What you will do
Would you filter the listing below so that only lines with the word "tracing" remain?

Source records
↓↓↓

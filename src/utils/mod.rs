use chrono::{NaiveDate, Utc};
use rust_decimal::{Decimal, RoundingStrategy};

use crate::error::{Result, SaverlyError};

pub fn now_rfc3339() -> String {
    Utc::now().to_rfc3339()
}

/// Rounds a currency amount to two decimal places, midpoint away from zero.
pub fn round2(value: Decimal) -> Decimal {
    value.round_dp_with_strategy(2, RoundingStrategy::MidpointAwayFromZero)
}

pub fn format_amount(value: Decimal) -> String {
    format!("{:.2}", round2(value))
}

pub fn parse_amount(value: &str) -> Result<Decimal> {
    value
        .trim()
        .replace(',', ".")
        .parse::<Decimal>()
        .map_err(|e| SaverlyError::Parse(format!("amount `{}`: {}", value, e)))
}

pub fn parse_date(value: &str) -> Result<NaiveDate> {
    let raw = value.trim();
    let formats = ["%Y-%m-%d", "%d.%m.%Y", "%d/%m/%Y", "%Y/%m/%d", "%Y.%m.%d"];
    for fmt in formats.iter() {
        if let Ok(date) = NaiveDate::parse_from_str(raw, fmt) {
            return Ok(date);
        }
    }
    Err(SaverlyError::Parse(format!("unrecognized date `{}`", raw)))
}
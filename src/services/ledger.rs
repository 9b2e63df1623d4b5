use chrono::{Datelike, Months, NaiveDate};
use rust_decimal::Decimal;
use tracing::info;
use uuid::Uuid;

use crate::db::Database;
use crate::error::{Result, SaverlyError};
use crate::models::{
    CategoryTotal, DashboardStats, MonthlySummary, NewNote, NewReminder, NewTransaction, Note,
    Reminder, Transaction, TransactionKind,
};
use crate::utils::now_rfc3339;

const RECENT_LIMIT: usize = 5;

#[derive(Debug, Clone, Default)]
pub struct TransactionFilter {
    pub kind: Option<TransactionKind>,
    pub category: Option<String>,
    /// `YYYY-MM`.
    pub month: Option<String>,
}

pub fn add_transaction(db: &Database, payload: NewTransaction) -> Result<Transaction> {
    payload.validate()?;
    let transaction = Transaction {
        id: Uuid::new_v4().to_string(),
        kind: payload.kind,
        title: payload.title,
        amount: payload.amount,
        category: payload.category,
        date: payload.date,
        note: payload.note,
        created_at: now_rfc3339(),
    };
    db.insert_transaction(&transaction)?;
    info!(kind = transaction.kind.as_str(), "transaction recorded");
    Ok(transaction)
}

pub fn list_transactions(db: &Database, filter: &TransactionFilter) -> Result<Vec<Transaction>> {
    let transactions = match &filter.month {
        Some(month) => {
            validate_year_month(month)?;
            db.list_transactions_in_month(month)?
        }
        None => db.list_transactions()?,
    };

    Ok(transactions
        .into_iter()
        .filter(|t| filter.kind.map_or(true, |kind| t.kind == kind))
        .filter(|t| {
            filter
                .category
                .as_deref()
                .map_or(true, |category| t.category == category)
        })
        .collect())
}

pub fn delete_transaction(db: &Database, id: &str) -> Result<()> {
    if !db.delete_transaction(id)? {
        return Err(SaverlyError::NotFound("transaction"));
    }
    Ok(())
}

pub fn monthly_summary(db: &Database, year_month: &str) -> Result<MonthlySummary> {
    validate_year_month(year_month)?;
    let transactions = db.list_transactions_in_month(year_month)?;
    let mut total_income = Decimal::ZERO;
    let mut total_expenses = Decimal::ZERO;
    for transaction in &transactions {
        match transaction.kind {
            TransactionKind::Income => total_income += transaction.amount,
            TransactionKind::Expense => total_expenses += transaction.amount,
        }
    }

    Ok(MonthlySummary {
        month: year_month.to_string(),
        total_income,
        total_expenses,
        balance: total_income - total_expenses,
    })
}

/// Per-category expense totals for one month, largest first.
pub fn expenses_by_category(db: &Database, year_month: &str) -> Result<Vec<CategoryTotal>> {
    validate_year_month(year_month)?;
    let transactions = db.list_transactions_in_month(year_month)?;
    let mut totals: Vec<CategoryTotal> = Vec::new();
    for transaction in transactions {
        if transaction.kind != TransactionKind::Expense {
            continue;
        }
        match totals.iter_mut().find(|t| t.category == transaction.category) {
            Some(entry) => entry.total += transaction.amount,
            None => totals.push(CategoryTotal {
                category: transaction.category,
                total: transaction.amount,
            }),
        }
    }
    totals.sort_by(|a, b| b.total.cmp(&a.total));
    Ok(totals)
}

pub fn dashboard_stats(db: &Database, year_month: &str, months_back: u32) -> Result<DashboardStats> {
    let summary = monthly_summary(db, year_month)?;
    let expenses = expenses_by_category(db, year_month)?;

    let mut recent = db.list_transactions()?;
    recent.truncate(RECENT_LIMIT);

    let monthly_series = build_monthly_series(db, year_month, months_back)?;

    Ok(DashboardStats {
        total_income: summary.total_income,
        total_expenses: summary.total_expenses,
        balance: summary.balance,
        expenses_by_category: expenses,
        recent_transactions: recent,
        monthly_series,
    })
}

/// The month bucket match is textual (`substr(date, 1, 7)`), so a
/// non-canonical key like `2024-7` would silently match nothing. Reject
/// anything that is not zero-padded `YYYY-MM`.
fn validate_year_month(year_month: &str) -> Result<()> {
    let bytes = year_month.as_bytes();
    let shape_ok = bytes.len() == 7
        && bytes[4] == b'-'
        && bytes[..4].iter().all(|b| b.is_ascii_digit())
        && bytes[5..].iter().all(|b| b.is_ascii_digit());
    let month_ok = shape_ok && {
        let month = (bytes[5] - b'0') * 10 + (bytes[6] - b'0');
        (1..=12).contains(&month)
    };
    if !month_ok {
        return Err(SaverlyError::Parse(format!(
            "year-month `{}` must be YYYY-MM",
            year_month
        )));
    }
    Ok(())
}

fn build_monthly_series(
    db: &Database,
    current_year_month: &str,
    months_back: u32,
) -> Result<Vec<MonthlySummary>> {
    validate_year_month(current_year_month)?;
    let base_date = NaiveDate::parse_from_str(&format!("{}-01", current_year_month), "%Y-%m-%d")
        .map_err(|e| SaverlyError::Parse(format!("year-month `{}`: {}", current_year_month, e)))?;

    let mut series = Vec::new();
    for offset in (0..months_back).rev() {
        let date = base_date
            .checked_sub_months(Months::new(offset))
            .ok_or_else(|| SaverlyError::Parse("month offset out of range".to_string()))?;
        let ym = format!("{}-{:02}", date.year(), date.month());
        series.push(monthly_summary(db, &ym)?);
    }
    Ok(series)
}

pub fn add_reminder(db: &Database, payload: NewReminder) -> Result<Reminder> {
    payload.validate()?;
    let reminder = Reminder {
        id: Uuid::new_v4().to_string(),
        title: payload.title,
        date: payload.date,
        note: payload.note,
        created_at: now_rfc3339(),
    };
    db.insert_reminder(&reminder)?;
    Ok(reminder)
}

pub fn list_reminders(db: &Database) -> Result<Vec<Reminder>> {
    db.list_reminders()
}

pub fn upcoming_reminders(db: &Database, from: NaiveDate) -> Result<Vec<Reminder>> {
    Ok(db
        .list_reminders()?
        .into_iter()
        .filter(|r| r.date >= from)
        .collect())
}

pub fn delete_reminder(db: &Database, id: &str) -> Result<()> {
    if !db.delete_reminder(id)? {
        return Err(SaverlyError::NotFound("reminder"));
    }
    Ok(())
}

pub fn add_note(db: &Database, payload: NewNote) -> Result<Note> {
    payload.validate()?;
    let now = now_rfc3339();
    let note = Note {
        id: Uuid::new_v4().to_string(),
        title: payload.title,
        content: payload.content,
        created_at: now.clone(),
        updated_at: now,
    };
    db.insert_note(&note)?;
    Ok(note)
}

pub fn list_notes(db: &Database) -> Result<Vec<Note>> {
    db.list_notes()
}

pub fn update_note(db: &Database, id: &str, payload: NewNote) -> Result<Note> {
    payload.validate()?;
    let updated_at = now_rfc3339();
    if !db.update_note(id, &payload.title, &payload.content, &updated_at)? {
        return Err(SaverlyError::NotFound("note"));
    }
    db.get_note(id)?.ok_or(SaverlyError::NotFound("note"))
}

pub fn delete_note(db: &Database, id: &str) -> Result<()> {
    if !db.delete_note(id)? {
        return Err(SaverlyError::NotFound("note"));
    }
    Ok(())
}
use std::collections::HashMap;
use std::sync::Mutex;

use sha2::{Digest, Sha256};
use tracing::{debug, info};

use crate::error::{Result, SaverlyError};
use crate::models::PIN_LENGTH;

pub const PIN_STORAGE_KEY: &str = "app_pin";

/// Persistence boundary of the gate: one string value under one fixed key.
pub trait KeyValueStore {
    fn get(&self, key: &str) -> Result<Option<String>>;
    fn set(&self, key: &str, value: &str) -> Result<()>;
    fn remove(&self, key: &str) -> Result<()>;
    /// Writes only if the stored value still equals `expected`, so two
    /// sessions changing the PIN cannot silently overwrite each other.
    fn compare_and_swap(&self, key: &str, expected: Option<&str>, value: &str) -> Result<bool>;
}

#[derive(Debug, Clone, Copy, PartialEq, Eq)]
pub enum PinState {
    Disabled,
    Locked,
    Unlocked,
}

/// Session gate behind a short numeric PIN.
///
/// The gate starts `Locked` when a PIN is already persisted and `Disabled`
/// otherwise. A wrong PIN on unlock or change is a normal outcome reported
/// as `Ok(false)`; only storage failures and malformed input are errors.
/// There is deliberately no attempt limit or backoff on unlock.
pub struct PinLockGate<S: KeyValueStore> {
    store: S,
    state: PinState,
}

impl<S: KeyValueStore> PinLockGate<S> {
    pub fn new(store: S) -> Result<Self> {
        let state = match store.get(PIN_STORAGE_KEY)? {
            Some(_) => PinState::Locked,
            None => PinState::Disabled,
        };
        debug!(?state, "pin gate initialized");
        Ok(PinLockGate { store, state })
    }

    pub fn state(&self) -> PinState {
        self.state
    }

    pub fn is_enabled(&self) -> bool {
        self.state != PinState::Disabled
    }

    pub fn is_locked(&self) -> bool {
        self.state == PinState::Locked
    }

    /// Sets (or replaces) the PIN and leaves the session unlocked.
    pub fn enable(&mut self, pin: &str) -> Result<()> {
        validate_pin(pin)?;
        self.store.set(PIN_STORAGE_KEY, &pin_digest(pin))?;
        self.state = PinState::Unlocked;
        info!("pin lock enabled");
        Ok(())
    }

    /// Erases the persisted PIN; a disabled gate is always unlocked.
    pub fn disable(&mut self) -> Result<()> {
        self.store.remove(PIN_STORAGE_KEY)?;
        self.state = PinState::Disabled;
        info!("pin lock disabled");
        Ok(())
    }

    /// No-op when no PIN is set.
    pub fn lock(&mut self) {
        if self.state != PinState::Disabled {
            self.state = PinState::Locked;
        }
    }

    /// Returns whether the candidate matched. On a mismatch the gate stays
    /// locked; the caller decides how often to re-prompt.
    pub fn attempt_unlock(&mut self, candidate: &str) -> Result<bool> {
        let stored = match self.store.get(PIN_STORAGE_KEY)? {
            Some(digest) => digest,
            None => return Ok(false),
        };

        if stored == pin_digest(candidate) {
            self.state = PinState::Unlocked;
            Ok(true)
        } else {
            debug!("pin unlock attempt failed");
            Ok(false)
        }
    }

    /// Swaps the PIN only when `old_pin` matches the persisted one. The
    /// comparison and write happen as a single compare-and-swap against
    /// the store. Lock state is unchanged either way.
    pub fn change_pin(&mut self, old_pin: &str, new_pin: &str) -> Result<bool> {
        validate_pin(new_pin)?;
        let swapped = self.store.compare_and_swap(
            PIN_STORAGE_KEY,
            Some(&pin_digest(old_pin)),
            &pin_digest(new_pin),
        )?;
        if swapped {
            info!("pin changed");
        }
        Ok(swapped)
    }
}

fn validate_pin(pin: &str) -> Result<()> {
    if pin.len() != PIN_LENGTH || !pin.chars().all(|c| c.is_ascii_digit()) {
        return Err(SaverlyError::validation(
            "pin",
            format!("must be exactly {} digits", PIN_LENGTH),
        ));
    }
    Ok(())
}

fn pin_digest(pin: &str) -> String {
    let mut hasher = Sha256::new();
    hasher.update(pin.as_bytes());
    hex::encode(hasher.finalize())
}

/// In-memory store for tests and throwaway sessions.
#[derive(Default)]
pub struct MemoryStore {
    values: Mutex<HashMap<String, String>>,
}

impl KeyValueStore for MemoryStore {
    fn get(&self, key: &str) -> Result<Option<String>> {
        let values = self.values.lock().map_err(|_| SaverlyError::Lock("memory store"))?;
        Ok(values.get(key).cloned())
    }

    fn set(&self, key: &str, value: &str) -> Result<()> {
        let mut values = self.values.lock().map_err(|_| SaverlyError::Lock("memory store"))?;
        values.insert(key.to_string(), value.to_string());
        Ok(())
    }

    fn remove(&self, key: &str) -> Result<()> {
        let mut values = self.values.lock().map_err(|_| SaverlyError::Lock("memory store"))?;
        values.remove(key);
        Ok(())
    }

    fn compare_and_swap(&self, key: &str, expected: Option<&str>, value: &str) -> Result<bool> {
        let mut values = self.values.lock().map_err(|_| SaverlyError::Lock("memory store"))?;
        let current = values.get(key).map(String::as_str);
        if current == expected {
            values.insert(key.to_string(), value.to_string());
            Ok(true)
        } else {
            Ok(false)
        }
    }
}
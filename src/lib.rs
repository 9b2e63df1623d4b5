//! Core services for the Saverly personal finance tracker.
//!
//! The crate owns the domain logic a UI surface calls into: invoice
//! computation and storage, the income/expense ledger with reminders and
//! notes, user settings, and the PIN session gate. Rendering, auth
//! providers and AI prompt flows live outside this crate.

pub mod db;
pub mod error;
pub mod models;
pub mod services;
pub mod utils;

pub use error::{Result, SaverlyError};
pub use services::pin_lock::{KeyValueStore, MemoryStore, PinLockGate, PinState};
pub use services::state::{AppState, SettingsPayload, SettingsStore};
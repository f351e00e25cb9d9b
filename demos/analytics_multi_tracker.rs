//! Fans events and e-commerce hits out to two universal trackers.
//! Only the named tracker opts into events, so the unnamed one never sees them.

use std::sync::Arc;

use ga_tracker_rs::analytics::{
    Analytics, AnalyticsConfig, Event, Item, MemoryHost, TrackerDescriptor, Transaction,
};

fn main() -> Result<(), Box<dyn std::error::Error>> {
    let host = Arc::new(MemoryHost::loaded());
    let config = AnalyticsConfig::new()
        .with_trackers([
            TrackerDescriptor::new("UA-1").with_name("t1").with_track_event(true),
            TrackerDescriptor::new("UA-2")
                // Skip e-commerce hits on the second account.
                .with_select(|call| !call.command().starts_with("ecommerce:")),
        ])
        .with_ecommerce(true, false)
        .with_test_mode();
    let analytics = Analytics::builder(config, host.clone()).build()?;

    analytics.track_event(&Event::new("Video").with_action("play").with_label("intro"));
    analytics.add_transaction(&Transaction {
        revenue: Some("12.50".into()),
        ..Transaction::new("T-1001")
    });
    analytics.add_item(&Item {
        name: Some("Poster".into()),
        quantity: Some("1".into()),
        ..Item::new("T-1001", "SKU-7")
    });
    analytics.track_trans();

    for entry in analytics.log().entries() {
        println!("{:?}", entry.to_values());
    }
    println!("ga calls: {}", host.calls().len());

    Ok(())
}
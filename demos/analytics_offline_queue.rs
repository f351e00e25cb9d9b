//! Starts offline, records page views, then flushes them once the session comes back online.

use std::sync::Arc;

use ga_tracker_rs::analytics::{Analytics, AnalyticsConfig, MemoryHost};

fn main() -> Result<(), Box<dyn std::error::Error>> {
    let host = Arc::new(MemoryHost::loaded());
    let config = AnalyticsConfig::new()
        .with_account("UA-XXXXXX-xx")
        .with_start_offline(true)
        .with_test_mode();
    let analytics = Analytics::builder(config, host.clone()).build()?;

    analytics.register_script_tags();
    analytics.register_trackers();
    analytics.track_page(Some("/a"), Some("A"), None);
    analytics.track_page(Some("/b"), Some("B"), None);
    println!("offline: {}, delivered: {}", analytics.offline(None), host.calls().len());

    analytics.offline(Some(false));
    println!("offline: {}, delivered: {}", analytics.offline(None), host.calls().len());
    for call in host.calls() {
        println!("{call:?}");
    }

    Ok(())
}
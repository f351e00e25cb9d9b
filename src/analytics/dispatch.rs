use std::sync::Arc;

use crate::analytics::config::TrackerDescriptor;
use crate::analytics::namer::command_name;
use crate::analytics::transport::{TrackingCall, TransportAdapter};

/// Inclusion filter applied to the configured trackers before fan-out.
pub type IncludeFn<'a> = &'a dyn Fn(&TrackerDescriptor) -> bool;

/// Fans one logical call out to every matching tracker, in configured order.
#[derive(Clone)]
pub struct Dispatcher {
    adapter: Arc<dyn TransportAdapter>,
    unqualified_fallback: bool,
}

impl Dispatcher {
    pub fn new(adapter: Arc<dyn TransportAdapter>, unqualified_fallback: bool) -> Self {
        Self {
            adapter,
            unqualified_fallback,
        }
    }

    pub fn adapter(&self) -> &Arc<dyn TransportAdapter> {
        &self.adapter
    }

    /// Sends `call` to the trackers selected by `include` (all trackers when `None`).
    ///
    /// When nothing matches, a single unqualified call is made instead, unless the fallback is
    /// switched off. Trackers whose `select` rejects the call are skipped silently.
    pub fn dispatch(
        &self,
        trackers: &[TrackerDescriptor],
        include: Option<IncludeFn<'_>>,
        call: TrackingCall,
    ) {
        let targets: Vec<&TrackerDescriptor> = match include {
            Some(include) => trackers.iter().filter(|tracker| include(tracker)).collect(),
            None => trackers.iter().collect(),
        };

        if targets.is_empty() {
            if self.unqualified_fallback {
                self.adapter.send(call);
            } else {
                log::debug!("no tracker matched `{}`; call dropped", call.command());
            }
            return;
        }

        for tracker in targets {
            if !tracker.selects(&call) {
                continue;
            }
            let command = command_name(call.command(), tracker);
            self.adapter.send(call.renamed(command));
        }
    }
}

#[cfg(test)]
mod tests {
    use super::*;
    use crate::analytics::config::TransportMode;
    use crate::analytics::queue::OfflineQueue;
    use serde_json::json;
    use std::sync::Mutex;

    #[derive(Default)]
    struct RecordingAdapter {
        queue: OfflineQueue,
        sent: Mutex<Vec<TrackingCall>>,
    }

    impl RecordingAdapter {
        fn commands(&self) -> Vec<String> {
            self.sent
                .lock()
                .unwrap()
                .iter()
                .map(|call| call.command().to_string())
                .collect()
        }
    }

    impl TransportAdapter for RecordingAdapter {
        fn mode(&self) -> TransportMode {
            TransportMode::Universal
        }

        fn queue(&self) -> &OfflineQueue {
            &self.queue
        }

        fn deliver(&self, call: TrackingCall) {
            self.sent.lock().unwrap().push(call);
        }
    }

    fn dispatcher() -> (Arc<RecordingAdapter>, Dispatcher) {
        let adapter = Arc::new(RecordingAdapter::default());
        let dispatcher = Dispatcher::new(adapter.clone(), true);
        (adapter, dispatcher)
    }

    fn event() -> TrackingCall {
        TrackingCall::new("send", vec![json!("event"), json!("Cat"), json!("Act")])
    }

    #[test]
    fn no_trackers_falls_back_to_unqualified_call() {
        let (adapter, dispatcher) = dispatcher();
        dispatcher.dispatch(&[], None, event());
        assert_eq!(adapter.sent.lock().unwrap().as_slice(), &[event()]);
    }

    #[test]
    fn unmatched_predicate_falls_back_to_unqualified_call() {
        let (adapter, dispatcher) = dispatcher();
        let trackers = vec![TrackerDescriptor::new("UA-1").with_name("t1")];
        dispatcher.dispatch(&trackers, Some(&|tracker: &TrackerDescriptor| tracker.track_event()), event());
        assert_eq!(adapter.commands(), ["send"]);
    }

    #[test]
    fn fallback_can_be_disabled() {
        let adapter = Arc::new(RecordingAdapter::default());
        let dispatcher = Dispatcher::new(adapter.clone(), false);
        dispatcher.dispatch(&[], None, event());
        assert!(adapter.sent.lock().unwrap().is_empty());
    }

    #[test]
    fn predicate_limits_fan_out() {
        let (adapter, dispatcher) = dispatcher();
        let trackers = vec![
            TrackerDescriptor::new("UA-1").with_name("t1").with_track_event(true),
            TrackerDescriptor::new("UA-2"),
        ];

        dispatcher.dispatch(&trackers, Some(&|tracker: &TrackerDescriptor| tracker.track_event()), event());

        let sent = adapter.sent.lock().unwrap();
        assert_eq!(sent.len(), 1);
        assert_eq!(sent[0].command(), "t1.send");
        assert_eq!(sent[0].args(), event().args());
    }

    #[test]
    fn every_tracker_receives_the_call_in_order() {
        let (adapter, dispatcher) = dispatcher();
        let trackers = vec![
            TrackerDescriptor::new("UA-1").with_name("b"),
            TrackerDescriptor::new("UA-2"),
            TrackerDescriptor::new("UA-3").with_name("a"),
        ];
        dispatcher.dispatch(&trackers, None, event());
        assert_eq!(adapter.commands(), ["b.send", "send", "a.send"]);
    }

    #[test]
    fn select_veto_skips_only_that_tracker() {
        let (adapter, dispatcher) = dispatcher();
        let seen = Arc::new(Mutex::new(Vec::new()));
        let observed = Arc::clone(&seen);
        let trackers = vec![
            TrackerDescriptor::new("UA-1")
                .with_name("t1")
                .with_select(move |call| {
                    observed.lock().unwrap().push(call.clone());
                    false
                }),
            TrackerDescriptor::new("UA-2").with_name("t2"),
        ];

        dispatcher.dispatch(&trackers, None, event());

        assert_eq!(adapter.commands(), ["t2.send"]);
        assert_eq!(seen.lock().unwrap().as_slice(), &[event()]);
    }

    #[test]
    fn all_vetoed_sends_nothing() {
        let (adapter, dispatcher) = dispatcher();
        let trackers = vec![TrackerDescriptor::new("UA-1").with_select(|_| false)];
        dispatcher.dispatch(&trackers, None, event());
        assert!(adapter.sent.lock().unwrap().is_empty());
    }

    #[test]
    fn offline_fan_out_is_queued_per_tracker() {
        let adapter = Arc::new(RecordingAdapter {
            queue: OfflineQueue::new(true),
            ..Default::default()
        });
        let dispatcher = Dispatcher::new(adapter.clone(), true);
        let trackers = vec![
            TrackerDescriptor::new("UA-1").with_name("t1"),
            TrackerDescriptor::new("UA-2").with_name("t2"),
        ];

        dispatcher.dispatch(&trackers, None, event());
        assert!(adapter.sent.lock().unwrap().is_empty());
        assert_eq!(adapter.queue.len(), 2);

        adapter
            .queue
            .set_offline(false, |call| adapter.deliver(call));
        assert_eq!(adapter.commands(), ["t1.send", "t2.send"]);
    }
}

↑↑↑

Solution below
use tracing::info;
use tracing::{debug, info};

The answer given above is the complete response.